Stored entries

◇ ◇ ◇ ◇

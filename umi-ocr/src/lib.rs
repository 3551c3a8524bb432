//! Typed client for a local Umi-OCR service.
//!
//! Covers single-image OCR, barcode/QR generation and recognition, and the
//! asynchronous document OCR job lifecycle (submit, query, download, clear).
//!
//! ```no_run
//! use umi_ocr::{ClientConfig, ImageOcrOptions, Text, UmiClient};
//!
//! # async fn run() -> umi_ocr::Result<()> {
//! let client = UmiClient::new(&ClientConfig::default())?;
//! let result = client
//!     .image()
//!     .recognize_image(b"...".to_vec(), &ImageOcrOptions::<Text>::new())
//!     .await?;
//! if let Some(text) = result.data.value() {
//!     println!("{text}");
//! }
//! # Ok(())
//! # }
//! ```

pub mod client;
pub mod config;
pub mod encoding;
pub mod error;
pub mod job;
pub mod models;

pub use client::{DocumentClient, ImageOcrClient, QrcodeClient, UmiClient};
pub use config::{ClientConfig, Config, PollingConfig};
pub use encoding::{Blob, Encoder, FileSource};
pub use error::{Result, UmiError};
pub use job::{JobSnapshot, JobTracker, Observation};
pub use models::{
    DataFormat, Dict, DocClearOptions, DocDownloadOptions, DocOcrOptions, DocQueryOptions,
    DocumentFile, DownloadFileType, ImageOcrOptions, JobState, QrcodeFormat,
    QrcodeGenerationOptions, QrcodeRecognitionOptions, ResponseData, Text,
};
mod cli;

use clap::Parser;
use tracing_subscriber::{layer::SubscriberExt, util::SubscriberInitExt};

use umi_ocr::{Config, UmiClient};

use crate::cli::Cli;

#[tokio::main]
async fn main() -> anyhow::Result<()> {
    let args = Cli::parse();

    dotenvy::dotenv().ok();

    tracing_subscriber::registry()
        .with(
            tracing_subscriber::EnvFilter::try_from_default_env()
                .unwrap_or_else(|_| "umi_ocr=info".into()),
        )
        .with(tracing_subscriber::fmt::layer().with_writer(std::io::stderr))
        .init();

    let mut config = Config::from_env();
    if let Some(base_url) = args.base_url {
        config.client.base_url = base_url;
    }

    tracing::debug!(
        "Connecting to {} (timeout: {:?})",
        config.client.base_url,
        config.client.timeout_secs
    );
    let client = UmiClient::new(&config.client)?;

    cli::run(args.command, &client, &config.polling).await
}
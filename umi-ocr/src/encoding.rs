//! Normalization of image inputs into the base64 text the service expects.
//!
//! Every recognition call accepts a [`FileSource`]: text that is already
//! base64 (with or without a `data:` header), a file-backed [`Blob`] that is
//! read lazily, or an in-memory byte buffer. An [`Encoder`] turns any of them
//! into base64 text, and [`strip_header`] removes the data URL prefix before
//! the payload goes on the wire.

use std::path::{Path, PathBuf};

use base64::{engine::general_purpose::STANDARD, Engine};
use tracing::debug;

use crate::error::{Result, UmiError};

const DATA_PREFIX: &str = "data:";
const BASE64_MARKER: &str = "base64,";

/// A file-backed binary source, read asynchronously when encoded.
#[derive(Debug, Clone, PartialEq, Eq)]
pub struct Blob {
    path: PathBuf,
    mime: Option<String>,
}

impl Blob {
    pub fn from_path(path: impl Into<PathBuf>) -> Self {
        Self {
            path: path.into(),
            mime: None,
        }
    }

    pub fn with_mime(mut self, mime: impl Into<String>) -> Self {
        self.mime = Some(mime.into());
        self
    }

    pub fn path(&self) -> &Path {
        &self.path
    }

    /// Explicit MIME type if one was set, otherwise a guess from the file
    /// extension.
    pub fn mime_type(&self) -> String {
        self.mime.clone().unwrap_or_else(|| {
            mime_guess::from_path(&self.path)
                .first_or_octet_stream()
                .essence_str()
                .to_string()
        })
    }

    pub(crate) async fn read(&self) -> Result<Vec<u8>> {
        tokio::fs::read(&self.path).await.map_err(|e| {
            UmiError::Encoding(format!("Failed to read {}: {e}", self.path.display()))
        })
    }
}

/// Any input accepted by the recognition endpoints.
#[derive(Debug, Clone, PartialEq, Eq)]
pub enum FileSource {
    /// Already-encoded base64 text, optionally carrying a data URL header.
    Base64(String),
    Blob(Blob),
    Buffer(Vec<u8>),
}

impl From<&str> for FileSource {
    fn from(value: &str) -> Self {
        FileSource::Base64(value.to_string())
    }
}

impl From<String> for FileSource {
    fn from(value: String) -> Self {
        FileSource::Base64(value)
    }
}

impl From<Vec<u8>> for FileSource {
    fn from(value: Vec<u8>) -> Self {
        FileSource::Buffer(value)
    }
}

impl From<&[u8]> for FileSource {
    fn from(value: &[u8]) -> Self {
        FileSource::Buffer(value.to_vec())
    }
}

impl From<Blob> for FileSource {
    fn from(value: Blob) -> Self {
        FileSource::Blob(value)
    }
}

/// Facilities available for turning blobs into base64.
#[derive(Debug, Clone, Copy, PartialEq, Eq)]
pub struct Capabilities {
    /// Blobs can be read into a data URL (`data:<mime>;base64,...`).
    pub blob_reader: bool,
    /// Raw bytes can be encoded to bare base64.
    pub buffer_encoder: bool,
}

impl Capabilities {
    pub const NONE: Capabilities = Capabilities {
        blob_reader: false,
        buffer_encoder: false,
    };

    /// Both facilities are backed by `tokio::fs` and the `base64` crate.
    pub fn detect() -> Self {
        Self {
            blob_reader: true,
            buffer_encoder: true,
        }
    }
}

#[derive(Debug, Clone, Copy, PartialEq, Eq)]
enum Strategy {
    DataUrlReader,
    BufferEncoder,
}

/// Converts [`FileSource`] values into base64 text using the strategy chosen
/// when it was probed.
#[derive(Debug, Clone, Copy, PartialEq, Eq)]
pub struct Encoder {
    strategy: Strategy,
}

impl Encoder {
    /// Picks the blob strategy from the available capabilities, preferring
    /// the data URL reader. Fails immediately when neither is present.
    pub fn probe(capabilities: Capabilities) -> Result<Self> {
        let strategy = if capabilities.blob_reader {
            Strategy::DataUrlReader
        } else if capabilities.buffer_encoder {
            Strategy::BufferEncoder
        } else {
            return Err(UmiError::UnsupportedEnvironment(
                "Blob is not supported in this environment".to_string(),
            ));
        };
        debug!(?strategy, "Selected base64 encoding strategy");
        Ok(Self { strategy })
    }

    pub fn detect() -> Result<Self> {
        Self::probe(Capabilities::detect())
    }

    /// Returns base64 text for `source`. A header is kept if the input had
    /// one or if the data URL reader produced one.
    pub async fn normalize_to_base64(&self, source: &FileSource) -> Result<String> {
        match source {
            FileSource::Base64(text) => Ok(text.clone()),
            FileSource::Buffer(bytes) => Ok(STANDARD.encode(bytes)),
            FileSource::Blob(blob) => {
                let bytes = blob.read().await?;
                let payload = STANDARD.encode(&bytes);
                match self.strategy {
                    Strategy::DataUrlReader => Ok(data_url(&blob.mime_type(), &payload)),
                    Strategy::BufferEncoder => Ok(payload),
                }
            }
        }
    }

    /// [`normalize_to_base64`](Self::normalize_to_base64) followed by
    /// [`strip_header`]: the form every recognition request carries.
    pub async fn normalize_without_header(&self, source: &FileSource) -> Result<String> {
        let encoded = self.normalize_to_base64(source).await?;
        Ok(strip_header(&encoded).to_string())
    }
}

fn strip_one_header(input: &str) -> Option<&str> {
    let rest = input.strip_prefix(DATA_PREFIX)?;
    // The media type part must be non-empty and stay on one line.
    let first = rest.chars().next()?.len_utf8();
    let marker = rest[first..].find(BASE64_MARKER)? + first;
    if rest[..marker].contains(['\n', '\r', '\u{2028}', '\u{2029}']) {
        return None;
    }
    Some(&rest[marker + BASE64_MARKER.len()..])
}

/// Removes leading `data:<mime>;base64,` headers. Idempotent.
pub fn strip_header(input: &str) -> &str {
    let mut current = input;
    while let Some(rest) = strip_one_header(current) {
        current = rest;
    }
    current
}

/// Builds a directly renderable data URI.
pub fn data_url(mime: &str, payload: &str) -> String {
    format!("{DATA_PREFIX}{mime};{BASE64_MARKER}{payload}")
}

/// Decodes base64 text, with or without a data URL header, back to bytes.
pub fn decode_base64(input: &str) -> Result<Vec<u8>> {
    STANDARD
        .decode(strip_header(input).trim())
        .map_err(|e| UmiError::Encoding(format!("Invalid base64 payload: {e}")))
}
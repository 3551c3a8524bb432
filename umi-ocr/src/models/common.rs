use serde::de::DeserializeOwned;
use serde::{Deserialize, Serialize, Serializer};
use std::fmt::Debug;
use std::marker::PhantomData;

use crate::error::{Result, UmiError};

/// `code` value the service uses for success.
pub const SUCCESS_CODE: i64 = 100;

pub fn is_success_code(code: i64) -> bool {
    code == SUCCESS_CODE
}

/// A point as `[x, y]`.
pub type Point = [f64; 2];

/// Quadrilateral corners, clockwise from the top-left.
pub type Quad = Vec<Point>;

/// The `data` field of a response.
///
/// On success it holds the typed payload. When the service reports a
/// non-success `code` it holds the diagnostic string it sent instead.
#[derive(Debug, Clone, PartialEq, Serialize)]
#[serde(untagged)]
pub enum ResponseData<T> {
    Value(T),
    Message(String),
}

impl<T> ResponseData<T> {
    pub fn value(&self) -> Option<&T> {
        match self {
            ResponseData::Value(value) => Some(value),
            ResponseData::Message(_) => None,
        }
    }

    pub fn into_value(self) -> Option<T> {
        match self {
            ResponseData::Value(value) => Some(value),
            ResponseData::Message(_) => None,
        }
    }

    pub fn message(&self) -> Option<&str> {
        match self {
            ResponseData::Value(_) => None,
            ResponseData::Message(message) => Some(message),
        }
    }
}

impl<T: DeserializeOwned> ResponseData<T> {
    /// Interprets a raw `data` value according to the response `code`.
    ///
    /// A successful response must decode into `T`, except that a bare string
    /// is kept as a message. Failed responses always become a message.
    pub(crate) fn decode(
        operation: &'static str,
        code: i64,
        data: serde_json::Value,
    ) -> Result<Self> {
        if !is_success_code(code) {
            return Ok(ResponseData::Message(json_to_message(data)));
        }
        match serde_json::from_value::<T>(data.clone()) {
            Ok(value) => Ok(ResponseData::Value(value)),
            Err(_) if data.is_string() => Ok(ResponseData::Message(json_to_message(data))),
            Err(e) => Err(UmiError::Decode {
                operation,
                message: format!("unexpected data for code {code}: {e}"),
            }),
        }
    }
}

fn json_to_message(data: serde_json::Value) -> String {
    match data {
        serde_json::Value::String(s) => s,
        serde_json::Value::Null => String::new(),
        other => other.to_string(),
    }
}

/// Wire value of the `data.format` / `format` option.
#[derive(Debug, Clone, Copy, PartialEq, Eq, Serialize, Deserialize, Default)]
#[serde(rename_all = "snake_case")]
pub enum ResultFormat {
    /// Raw dictionaries with positions and scores.
    #[default]
    Dict,
    /// Plain text.
    Text,
}

impl std::fmt::Display for ResultFormat {
    fn fmt(&self, f: &mut std::fmt::Formatter<'_>) -> std::fmt::Result {
        match self {
            Self::Dict => write!(f, "dict"),
            Self::Text => write!(f, "text"),
        }
    }
}

/// Selects, at compile time, which shape recognized content takes.
///
/// The requested `format` is derived from the implementing type, so a
/// caller cannot ask for one shape and decode the other.
pub trait DataFormat: Debug + Clone + Copy + Default + Send + Sync + 'static {
    const FORMAT: ResultFormat;

    /// `data` of an image OCR result.
    type ImageData: DeserializeOwned + Serialize + Debug + Clone + PartialEq + Send + Sync + 'static;

    /// One entry of a document query result.
    type DocEntry: DeserializeOwned + Serialize + Debug + Clone + PartialEq + Send + Sync + 'static;
}

/// Serializes as the wire name of `F`'s format.
#[derive(Debug, Clone, Copy, Default, PartialEq, Eq)]
pub struct FormatTag<F>(PhantomData<F>);

impl<F: DataFormat> Serialize for FormatTag<F> {
    fn serialize<S: Serializer>(&self, serializer: S) -> std::result::Result<S::Ok, S::Error> {
        F::FORMAT.serialize(serializer)
    }
}
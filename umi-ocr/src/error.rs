use thiserror::Error;

/// Errors raised by the client.
///
/// Only transport, encoding and local validation problems are errors. A
/// response the service answered with a non-success `code` (unknown job id,
/// nothing to export, generation failure) or a document job that ended in
/// the `failure` state is returned as data and must be inspected by the
/// caller.
#[derive(Error, Debug)]
pub enum UmiError {
    #[error("Encoding error: {0}")]
    Encoding(String),

    #[error("Unsupported environment: {0}")]
    UnsupportedEnvironment(String),

    #[error("{operation} failed: {status}")]
    RequestFailed {
        operation: &'static str,
        status: String,
    },

    #[error("{operation} returned an unexpected body: {message}")]
    Decode {
        operation: &'static str,
        message: String,
    },

    #[error("Validation error: {0}")]
    Validation(String),

    #[error("JSON error: {0}")]
    Json(#[from] serde_json::Error),

    #[error("URL parse error: {0}")]
    UrlParse(#[from] url::ParseError),

    #[error("Configuration error: {0}")]
    Config(String),
}

impl UmiError {
    pub(crate) fn request_failed(operation: &'static str, status: impl Into<String>) -> Self {
        UmiError::RequestFailed {
            operation,
            status: status.into(),
        }
    }

    /// True for failures that happened before or while talking to the
    /// service (as opposed to local encoding or validation problems).
    pub fn is_request_failure(&self) -> bool {
        matches!(self, UmiError::RequestFailed { .. } | UmiError::Decode { .. })
    }
}

pub type Result<T> = std::result::Result<T, UmiError>;

#[cfg(test)]
mod tests {
    use super::*;

    #[test]
    fn test_request_failed_display_carries_status() {
        let err = UmiError::request_failed("docUpload", "500 Internal Server Error");
        assert_eq!(err.to_string(), "docUpload failed: 500 Internal Server Error");
        assert!(err.is_request_failure());
    }

    #[test]
    fn test_validation_is_not_request_failure() {
        let err = UmiError::Validation("bad factor".to_string());
        assert!(!err.is_request_failure());
    }
}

◇ ◇ ◇ ◇

◆ **Your goal**:
Lines above containing "models": give their number only.

◆ **Output of the task**:
3